Why Advent and Christmastime Stimulate a Sense of Wonder


Like many people I enjoy the Christmas season, often called Christmastime, or Advent. I especially gravitate toward the more "enchanted" components that inspire a sense of wonder.  God designed people with the capacity to perceive and experience wonder, with a yearning for it even. This is why a sense of wonder is essential to certain kinds of movies, and why they are popular.  There are wonderous and wonderful aspects of Christmastime and people can feel it without knowing why.  For me and many others there is a sense of wonder that accompanies the whole season, especially at night when there’s been a fresh snowfall and there are twinkling string lights around. I hope you know what I mean.  Add to this the feeling one gets while driving through an area before Christmas Day and certain well-known Christmas songs come on the radio, like Silent Night, Sing We Now of Christmas, I Wonder as I Wander, The Little Drummer Boy, the Carol of the Bells, We Three Kings, The Coventry CarolWhat Child is This?, and others.  It can be simply magical. Another experience many people have had combining these elements indoors is a candlelight church service, especially on Christmas Eve.  Or a candlelight vigil.  At a certain point the lights are turned off and the hand-held candles are lit one by one, each one from the person next to them, until everyone has a lit candle, while one of the carols above is sung, or perhaps in complete silence.  Many who have attended one of these services or events understands the mystique, the charm, the splendor and the symbolism of the collective lights spreading exponentially in a dark place with the music of God filling the air.  Here is beautiful Youtube video showing what I mean: http://bit.ly/1hn9dgu


Some of the wonder has to do with the initial ambiance of winter and the shorter days in northern climates.  But there’s something more that’s hard to put one’s finger on.  They stimulate a sense of wonder and imagination more than at any other time. That’s actually the point I’m trying to get at: There are things about Advent and Christmas that seem more or less inexplicable.  If they don’t defy explanation, they at least resist it.  These are the some of the things that I like to explore.  For example...                               
                                                                                                                                 
·         Why is there such a pervasive emphasis on generosity, goodwill, and peace on earth?
·         Why is the Advent/Christmas season the very best time of year for charitable fundraising?
·         Why is there such a tremendous emphasis on giving and heightened willingness to give?
·         Why do pangs of desire for joy and wellbeing well up in the heart, fulfilled or unfulfilled?  
·         Why is Christmastime simultaneously one of the happiest and saddest times of year?
·         Why do we believe that every child deserves to be happy, at least on Christmas Day?
·         Why is there such a compelling urge for togetherness, and to celebrate something?
·         Why do we experience an emphasis on intangible things like peace, hope and joy? 

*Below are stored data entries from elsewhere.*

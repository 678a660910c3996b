use serde::{Deserialize, Serialize};

/// The seven trainable skills. Closed set; the data provider knows no others.
#[derive(Debug, Clone, Copy, PartialEq, Eq, Hash, PartialOrd, Ord, Serialize, Deserialize)]
#[serde(rename_all = "snake_case")]
pub enum SkillKey {
    Keeper,
    Defending,
    Playmaking,
    Winger,
    Passing,
    Scoring,
    SetPieces,
}

impl SkillKey {
    /// All trainable skills, in canonical order.
    pub const ALL: [SkillKey; 7] = [
        SkillKey::Keeper,
        SkillKey::Defending,
        SkillKey::Playmaking,
        SkillKey::Winger,
        SkillKey::Passing,
        SkillKey::Scoring,
        SkillKey::SetPieces,
    ];

    pub fn display_name(&self) -> &'static str {
        match self {
            SkillKey::Keeper => "Keeper",
            SkillKey::Defending => "Defending",
            SkillKey::Playmaking => "Playmaking",
            SkillKey::Winger => "Winger",
            SkillKey::Passing => "Passing",
            SkillKey::Scoring => "Scoring",
            SkillKey::SetPieces => "Set Pieces",
        }
    }
}

/// What we currently know about one skill of one player.
///
/// The data provider reveals current level and potential ceiling
/// independently, so each may be present or absent on its own. Absence is
/// a first-class state, never a sentinel number.
///
/// Levels are small non-negative integers. Younger players use a narrower
/// scale than seniors; nothing here assumes a particular ceiling, only
/// relative comparisons and the exhausted fact are ever used.
#[derive(Debug, Clone, Copy, PartialEq, Eq, Hash, Default, Serialize, Deserialize)]
#[serde(tag = "kind", rename_all = "snake_case")]
pub enum SkillObservation {
    #[default]
    Unknown,
    Current {
        value: u8,
    },
    Max {
        value: u8,
    },
    Both {
        current: u8,
        max: u8,
    },
}

impl SkillObservation {
    /// Normalize a raw per-skill reading into an observation.
    ///
    /// Total function: missing readings map to the unknown-bearing
    /// variants, there is no error path.
    pub fn observe(current: Option<u8>, max: Option<u8>) -> Self {
        match (current, max) {
            (None, None) => SkillObservation::Unknown,
            (Some(value), None) => SkillObservation::Current { value },
            (None, Some(value)) => SkillObservation::Max { value },
            (Some(current), Some(max)) => SkillObservation::Both { current, max },
        }
    }

    pub fn current(&self) -> Option<u8> {
        match self {
            SkillObservation::Current { value } => Some(*value),
            SkillObservation::Both { current, .. } => Some(*current),
            _ => None,
        }
    }

    pub fn max(&self) -> Option<u8> {
        match self {
            SkillObservation::Max { value } => Some(*value),
            SkillObservation::Both { max, .. } => Some(*max),
            _ => None,
        }
    }

    /// Current has reached the ceiling; no further training benefit.
    /// Only decidable when both sides are known.
    pub fn is_exhausted(&self) -> bool {
        match self {
            SkillObservation::Both { current, max } => current >= max,
            _ => false,
        }
    }
}

/// One observation per trainable skill.
#[derive(Debug, Clone, Copy, PartialEq, Eq, Default, Serialize, Deserialize)]
pub struct SkillSheet {
    pub keeper: SkillObservation,
    pub defending: SkillObservation,
    pub playmaking: SkillObservation,
    pub winger: SkillObservation,
    pub passing: SkillObservation,
    pub scoring: SkillObservation,
    pub set_pieces: SkillObservation,
}

impl SkillSheet {
    pub fn get(&self, key: SkillKey) -> SkillObservation {
        match key {
            SkillKey::Keeper => self.keeper,
            SkillKey::Defending => self.defending,
            SkillKey::Playmaking => self.playmaking,
            SkillKey::Winger => self.winger,
            SkillKey::Passing => self.passing,
            SkillKey::Scoring => self.scoring,
            SkillKey::SetPieces => self.set_pieces,
        }
    }

    pub fn set(&mut self, key: SkillKey, observation: SkillObservation) {
        match key {
            SkillKey::Keeper => self.keeper = observation,
            SkillKey::Defending => self.defending = observation,
            SkillKey::Playmaking => self.playmaking = observation,
            SkillKey::Winger => self.winger = observation,
            SkillKey::Passing => self.passing = observation,
            SkillKey::Scoring => self.scoring = observation,
            SkillKey::SetPieces => self.set_pieces = observation,
        }
    }
}

#[cfg(test)]
mod tests {
    use super::*;

    #[test]
    fn test_observe_maps_absence_to_unknown() {
        assert_eq!(SkillObservation::observe(None, None), SkillObservation::Unknown);
        assert_eq!(
            SkillObservation::observe(Some(3), None),
            SkillObservation::Current { value: 3 }
        );
        assert_eq!(SkillObservation::observe(None, Some(7)), SkillObservation::Max { value: 7 });
        assert_eq!(
            SkillObservation::observe(Some(2), Some(6)),
            SkillObservation::Both { current: 2, max: 6 }
        );
    }

    #[test]
    fn test_exhausted_only_when_both_known_and_equal() {
        assert!(SkillObservation::observe(Some(8), Some(8)).is_exhausted());
        assert!(!SkillObservation::observe(Some(7), Some(8)).is_exhausted());
        // 한쪽만 알면 판단 불가
        assert!(!SkillObservation::observe(Some(8), None).is_exhausted());
        assert!(!SkillObservation::observe(None, Some(8)).is_exhausted());
        assert!(!SkillObservation::Unknown.is_exhausted());
    }

    #[test]
    fn test_sheet_get_set_roundtrip() {
        let mut sheet = SkillSheet::default();
        for key in SkillKey::ALL {
            assert_eq!(sheet.get(key), SkillObservation::Unknown);
        }
        sheet.set(SkillKey::Scoring, SkillObservation::observe(Some(4), Some(8)));
        assert_eq!(sheet.get(SkillKey::Scoring).current(), Some(4));
        assert_eq!(sheet.get(SkillKey::Scoring).max(), Some(8));
        assert_eq!(sheet.get(SkillKey::Passing), SkillObservation::Unknown);
    }
}
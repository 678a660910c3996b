//! # ys_core - Youth Squad Training Lineup Advisor
//!
//! Pure decision engine for a youth squad: given a roster snapshot with
//! partially known per-skill ratings, it ranks players by training
//! benefit, assigns them to formation slots around a focus player so two
//! chosen skills get maximum combined training exposure, and can bend a
//! lineup toward revealing a rating that is still unknown.
//!
//! ## Properties
//! - Deterministic: identical inputs always produce identical output
//! - Pure: no I/O, no shared state, no clock; safe to call concurrently
//! - Absence-aware: an unobserved rating is a first-class value, never a
//!   sentinel or an error
//!
//! The surrounding application owns data fetching, persistence and
//! rendering; this crate only maps (roster, configuration) to
//! (assignment, diagnostics).

pub mod error;
pub mod lineup;
pub mod models;
pub mod optimizer;
pub mod ranking;

pub use error::{AdvisorError, Result};
pub use lineup::{full_training_slots, half_training_slots, Slot, SlotPlan};
pub use models::{Age, Player, PlayerId, SkillKey, SkillObservation, SkillSheet, Specialty};
pub use optimizer::{
    auto_select, optimize_for_focus, optimize_with_ratings, reveal_primary_current,
    reveal_secondary_max, Assignment, AutoSelection, FocusCandidate, LineupResult, OptimizerDebug,
    PositionRatings,
};
pub use ranking::{rank, Category, RankedEntry, TrainingPolicy};

// Version information
pub const VERSION: &str = env!("CARGO_PKG_VERSION");
//! Phase unwrapping in degrees
//!
//! Each new phase is compared against the previous *corrected* phase and
//! shifted by multiples of 360° until the step lies within [-180°, 180°].
//! Corrections therefore accumulate over the whole sequence.
//!
//! ```
//! use bode_core::math::unwrap_degrees;
//!
//! let unwrapped = unwrap_degrees(&[170.0, -170.0, -150.0]);
//! assert_eq!(unwrapped, vec![170.0, 190.0, 210.0]);
//! ```

/// Stateful phase unwrapper working in degrees.
#[derive(Debug, Clone, Default)]
pub struct PhaseUnwrapper {
    /// Previous corrected phase, `None` until the first sample.
    prev: Option<f64>,
}

impl PhaseUnwrapper {
    /// Create a new phase unwrapper.
    pub fn new() -> Self {
        Self::default()
    }

    /// Unwrap a single phase sample (degrees).
    #[inline]
    pub fn process_sample(&mut self, phase: f64) -> f64 {
        let corrected = match self.prev {
            None => phase,
            Some(prev) => {
                let mut corrected = phase;
                while corrected - prev > 180.0 {
                    corrected -= 360.0;
                }
                while corrected - prev < -180.0 {
                    corrected += 360.0;
                }
                corrected
            }
        };
        self.prev = Some(corrected);
        corrected
    }

    /// Last corrected phase, if any sample was processed.
    pub fn last(&self) -> Option<f64> {
        self.prev
    }

    /// Forget the running phase.
    pub fn reset(&mut self) {
        self.prev = None;
    }
}

/// Unwrap a block of phase samples (degrees).
pub fn unwrap_degrees(phases: &[f64]) -> Vec<f64> {
    let mut unwrapper = PhaseUnwrapper::new();
    phases.iter().map(|&p| unwrapper.process_sample(p)).collect()
}
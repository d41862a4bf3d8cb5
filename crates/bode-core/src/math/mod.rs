//! Mathematical functions module
//!
//! Conversions between complex responses and Bode quantities, and phase unwrapping.

pub mod conversions;
pub mod unwrap;

pub use conversions::*;
pub use unwrap::{unwrap_degrees, PhaseUnwrapper};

There is something wonderful about Christmas, and many people acknowledge it.  People long for these things because they’re real, and Christmas captures them for us once every year.  Again, I refer to these as self-evident things.  It’s self-evident, for example, that people can experience wonder, and they yearn for it, and they need to experience it sometimes.  This is even more true with respect to hope, which is related to wonder. People will do many things to hang on to hope, and they live their lives in pursuit of it.  Once it’s lost one’s quality of life dissipates with the will to overcome.  Depression or even suicide sometimes follows. Nobody argues that hope isn’t real, and that people should learn to live without it, but why is that?  Because that would be ridiculous, that’s why.  It’s a self-evident thing, a quality, among which there are many others. This can be a great apologetic tool for the Christian faith for those who learn to wield it well.  It is a fact that humans need hope and celebrate it, and Christianity offers it uniquely by means of Christmas.  This is a very simple and non-theological way of stating it, but it’s true: Christmas offers true and abiding hope because it is the Reality that a God of Hope (light) came into this world to deliver both it and all of humanity from the bondage of a spiritual darkness that ends in despair.  That’s what Advent and Christmas are about. I think people sense this whether they are Christians or not.  For those who are not it’s a cultural vestige of something lost, or the lingering flavor of something the culture used to believe in, but not anymore.  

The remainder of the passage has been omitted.